Health Care News: What institutions or cultural assumptions changed fastest—medicine, politics, economics, or public sentiment?
Achtman: Alexander Raikin has written some excellent pieces about the cultural and institutional capture by euthanasia lobby groups, one in 2023 in the National Review piece titled, “How Death Care Pushed Out Health Care,” and another, on September 16, 2025, in Cardus.
The biggest point I would make is that everything comes down to whether euthanasia, whether prematurely ending a patient’s life, is a good and reasonable thing to do or not. If it is reasonable and compassionate to end suffering, then why should it be limited? Why restrict it to particular eligibility lines? This is why, once legalized, euthanasia always gets expanded on the grounds of equality. That is certainly what we have seen in Canada with the passing of Bill C-7 in 2021, which expanded MAID to people with disabilities (beginning in March 2021) and to people for whom mental illness is the sole underlying condition (set to take effect in March 2027).
Unfortunately, euthanasia is also promoted often favorably in the media. U.S. disability advocate, Meghan Schrader, recently posted in reply to a People Magazine story on X: “As a disabled person, I resent @people’s constant euthanasia porn.” The coverage is depriving people of a balanced debate and ignoring the stories of disabled people being hurt by ‘MAID.’”
Health Care News: You’ve spoken about how grandchildren end up carrying the emotional burden—feeling like they didn’t love their grandparents enough to keep them here if they avail themselves of MAID. From your vantage point as a patient advocate, what are young Canadians telling you about the psychological and relational fallout of MAID?
Achtman: As a millennial, one of the main ways that euthanasia is affecting my peers and those younger than me is that people are increasingly losing their grandparents to MAID. Yet despite one in 20 deaths is now a death by euthanasia in Canada, there are extremely few stories in the public square about the intergenerational toll that MAID is having on children and grandchildren.
Health Care News: As Canada expands euthanasia criteria, what would you say real patient-centered care should look like at the bedside—care that honors dignity without resorting to medically administered death? Also, where is the system failing most acutely, palliative care, mental health, disability support, or something deeper?
Achtman: The number one kind of suffering leading people to request MAID, by their own admission and according to the federal government’s own data, is not physical pain or suffering but rather a “loss of ability to engage in meaningful activities.”

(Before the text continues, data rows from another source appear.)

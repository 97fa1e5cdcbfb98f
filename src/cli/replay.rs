use std::path::PathBuf;

use anyhow::{Context, Result};
use clap::Args;
use tokio::fs;

use crate::cli::context::CliContext;
use crate::cli::output::{render, OutputFormat};
use crate::scenario::{replay, ReplayReport, Scenario};

#[derive(Args, Clone, Debug)]
pub struct ReplayArgs {
    /// Scenario file (YAML)
    #[arg(value_name = "SCENARIO")]
    pub scenario: PathBuf,
}

pub async fn cmd_replay(args: ReplayArgs, ctx: &CliContext, output: OutputFormat) -> Result<()> {
    let raw = fs::read_to_string(&args.scenario)
        .await
        .with_context(|| format!("reading {}", args.scenario.display()))?;
    let scenario = Scenario::from_yaml(&raw)
        .with_context(|| format!("loading {}", args.scenario.display()))?;

    let config = ctx.config();
    let report = replay(&scenario, &config.session, config.assistant.clone()).await?;

    match output {
        OutputFormat::Human => print_human(&report),
        format => println!("{}", render(&report, &format)?),
    }
    Ok(())
}

fn print_human(report: &ReplayReport) {
    for utterance in &report.utterances {
        println!("say       {utterance}");
    }
    for path in &report.navigations {
        println!("navigate  {path}");
    }
    for label in &report.clicks {
        println!("click     {label}");
    }
    for value in &report.values {
        println!("fill      {value}");
    }
    println!("route     {}", report.final_route);
    println!(
        "flow      pending={} rewards_asked={} post_login_shown={}",
        report.flow.pending.as_str(),
        report.flow.rewards_asked,
        report.flow.post_login_shown
    );
}
use anyhow::Result;
use clap::Args;
use serde_json::Value;

use voicecart_action_schema::declare;
use voicecart_live_session::wire::setup_message;
use voicecart_live_session::SessionConfig;

use crate::cli::context::CliContext;
use crate::cli::output::{render, OutputFormat};

#[derive(Args, Clone, Debug)]
pub struct SchemaArgs {
    /// Format of the printed declaration (defaults to the global output format)
    #[arg(long, value_enum)]
    pub format: Option<OutputFormat>,

    /// Print the whole setup message instead of tools and system instruction
    #[arg(long)]
    pub setup: bool,
}

pub async fn cmd_schema(args: SchemaArgs, ctx: &CliContext, output: OutputFormat) -> Result<()> {
    let session = &ctx.config().session;
    let config = SessionConfig::from_declaration(
        session.model.clone(),
        declare(),
        session.generation_options(),
    );
    let message = setup_message(&config);

    let printed = if args.setup {
        message
    } else {
        let setup = &message["setup"];
        let mut declaration = serde_json::Map::new();
        declaration.insert("tools".into(), setup["tools"].clone());
        declaration.insert(
            "systemInstruction".into(),
            setup["systemInstruction"].clone(),
        );
        Value::Object(declaration)
    };

    let format = args.format.unwrap_or(output);
    println!("{}", render(&printed, &format)?);
    Ok(())
}
//! Application event bus.
//!
//! The storefront UI raises custom events (loyalty prompt lifecycle, cart
//! adds) that the assistant reacts to. They travel over a broadcast bus so the
//! UI side never needs to know who is listening.

use std::sync::Arc;

use async_trait::async_trait;
use tokio::sync::broadcast;
use tracing::debug;

use voicecart_core_types::AssistError;

pub mod app;

pub use app::{AppEvent, BusError, CustomEvent};

/// Trait implemented by payload types that can be carried on the bus.
pub trait Event: Clone + Send + Sync + std::fmt::Debug + 'static {}

impl<T> Event for T where T: Clone + Send + Sync + std::fmt::Debug + 'static {}

#[async_trait]
pub trait EventBus<E>: Send + Sync
where
    E: Event,
{
    async fn publish(&self, event: E) -> Result<(), AssistError>;
    fn subscribe(&self) -> broadcast::Receiver<E>;
}

/// In-memory broadcast bus.
///
/// Publishing with no subscriber is not an error: UI events raised while the
/// assistant is unmounted are simply unobserved.
pub struct InMemoryBus<E>
where
    E: Event,
{
    sender: broadcast::Sender<E>,
}

impl<E> InMemoryBus<E>
where
    E: Event,
{
    pub fn new(capacity: usize) -> Arc<Self> {
        let (sender, _) = broadcast::channel(capacity.max(1));
        Arc::new(Self { sender })
    }

    pub fn subscriber_count(&self) -> usize {
        self.sender.receiver_count()
    }
}

#[async_trait]
impl<E> EventBus<E> for InMemoryBus<E>
where
    E: Event,
{
    async fn publish(&self, event: E) -> Result<(), AssistError> {
        match self.sender.send(event) {
            Ok(receivers) => {
                debug!(receivers, "event published");
                Ok(())
            }
            Err(broadcast::error::SendError(event)) => {
                debug!(?event, "event published with no listeners");
                Ok(())
            }
        }
    }

    fn subscribe(&self) -> broadcast::Receiver<E> {
        self.sender.subscribe()
    }
}

#[cfg(test)]
mod tests {
    use super::*;

    #[tokio::test]
    async fn publish_without_subscribers_is_ok() {
        let bus = InMemoryBus::<AppEvent>::new(4);
        assert_eq!(bus.subscriber_count(), 0);
        bus.publish(AppEvent::RewardsPromptShow).await.unwrap();
    }

    #[tokio::test]
    async fn subscribers_see_events_in_order() {
        let bus = InMemoryBus::<AppEvent>::new(8);
        let mut rx = bus.subscribe();
        bus.publish(AppEvent::RewardsPromptShow).await.unwrap();
        bus.publish(AppEvent::ItemAddedToCart {
            is_authenticated: true,
        })
        .await
        .unwrap();

        assert_eq!(rx.recv().await.unwrap(), AppEvent::RewardsPromptShow);
        assert_eq!(
            rx.recv().await.unwrap(),
            AppEvent::ItemAddedToCart {
                is_authenticated: true
            }
        );
    }
}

I think it is hugely revealing that the loss of meaning is consistently the most reported form of suffering. Euthanasia, then, represents more of an existential problem than a medical one. That is why I am focused on the cultural conversation around suffering, death, meaning, and hope.
We need ethical exemplars of aging and dying well, like the man who ran across Canada on a prosthetic limb to raise money for cancer.
Health Care News: Many Americans see Canada as foreshadowing where Western health systems might go. Do you believe the United States is 10 years to 20 years behind Canada on euthanasia expansion—or do you think it has the structural, cultural, or legal safeguards to stop this slide?
Achtman: In Canada, MAID encompasses both euthanasia (medical practitioner-administered) and assisted suicide (patient-administered).. In 2023, MAID was self-administered in fewer than five instances.” Currently, every state that has legalized assisted suicide requires patients to self-administer the lethal substance. This is a massive deterrent, which is good. However, it is a very precarious deterrent because as soon as there is a legal challenge by someone who cannot self-administer, that could usher in direct euthanasia across the United States very quickly
Editor note: Minor changes were made to this article on 12/18 for clarification.